Ностальгия вызвала процесс великого самоочищения, сведения счетов с прошлым и с самим собою. Ведь «когда же домой?» — это всего лишь часть вопроса, где вторая половина звучит так: «Каким же образом мы очутились здесь?» И с универсальной точки зрения более существенна вторая половина. Тот, кто задается этим вопросом, лицом к лицу сталкивается с собственным прошлым, обдумывает свои поступки и былые надежды — с досадой, издевкой и раскаянием, как сифилитик — свои давние любовные похождения.
Если взглянуть, на что подвигла нас ностальгия, обнаружатся неожиданные результаты. Предприняв дилетантскую попытку исследования общественного мнения, я составил анкету из двадцати вопросов. Один из них был сформулирован так: «Как бы поступили вы теперь, обогатившись опытом почти двух лет, если бы повторилось 15 октября 1944 года?»[2] Этот вопрос я задал двадцати своим товарищам по несчастью и при выборе старался лишь, чтобы общественная позиция пленных отражалась пропорционально их классовой и профессиональной принадлежности, их общественному составу: чтобы были представлены бедные и богатые, евреи и не евреи, верующие и неверующие.
* * *
Из двадцати опрошенных пятеро сказали, что, если бы путч Салаши повторился, они бы и теперь сделали то же, что и тогда. То есть ничего. Мол, выполнили бы приказ. Трое признались, что нынешним умом сообразили бы «бросить оружие»; словом, избавили бы острие топора от необходимости наносить дальнейшие удары. Один из них был торговцем, другой — зажиточный крестьянин, третий — государственный служащий.
Но большая часть опрошенных, то есть двенадцать человек, заявили, что сейчас с оружием в руках приняли бы участие в движении сопротивления. Давайте примем их слова на веру, и пусть от имени всех двенадцати выскажется Иштван Тихани, неимущий земледелец:
«Приведись еще раз, уж я бы знал, какое принять решение. Приказывай не приказывай, а я бы не стал выступать с немцами заодно. В тот момент была возможность наконец-то вдарить по немцам, но мы ее упустили. Командир наш, капитан Пал Демча, не желал поддерживать Салаши. Наша рота вроде как саботировала, вот у нас и отобрали оружие. Случись такое сегодня, я бы нипочем не отдал оружие, обратил бы его против немчуры. Да и не только я, остальные тоже поступили бы так же. Можешь мне поверить, я наших ребят знаю».

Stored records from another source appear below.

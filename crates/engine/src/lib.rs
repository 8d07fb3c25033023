// SPDX-License-Identifier: BUSL-1.1
// Copyright (c) 2026 Foreman Systems

#![cfg_attr(test, allow(clippy::panic))]
#![cfg_attr(test, allow(clippy::unwrap_used))]
#![cfg_attr(test, allow(clippy::expect_used))]

//! foreman-engine: the orchestration kernel built on top of
//! `foreman-adapters`' Process Supervisor and `foreman-queue`'s Durable
//! Task Queue.
//!
//! - [`multiplexer`] — Command Multiplexer (§4.B)
//! - [`shell_exec`] — Shell-Exec Adapter (§4.C)
//! - [`boss`] — Boss Controller (§4.F)
//! - [`subordinate`] — Subordinate Controller (§4.G)
//! - [`config`] — layered configuration (§10.3)

pub mod boss;
pub mod config;
pub mod error;
pub mod multiplexer;
pub mod shell_exec;
pub mod subordinate;

pub use boss::{BossController, ReviewResult, TaskDecomposition};
pub use config::EngineConfig;
pub use error::{ControllerError, MuxError, ShellExecError};
pub use multiplexer::{BatchOptions, BatchProgress, CommandMultiplexer, MuxConfig, MuxStatus};
pub use shell_exec::{ShellExecAdapter, ShellExecOptions, ShellExecResult};
pub use subordinate::SubordinateController;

Я спросил Тихани, а почему, собственно, теперь он принял бы такое решение. «А потому как очень уж тянет меня домой, тоскую я по ним». — «По ком?» — «Да по семье моей». И рассказал, что русские взяли его в плен неподалеку от Будапешта, когда он дезертировал из своей части, чтобы повидать семью. В плен он попал 24 декабря 1944 года, в рождественский сочельник. «Все могло бы сложиться по-другому», — заключил он, и здесь важно не то, что он прав, а то, что дошел он до этой правды своим умом. Ну и от тоски превеликой, по дому, по родине… И я снова задал ему вопрос: «Тоска по родине… что это, по-твоему, такое?»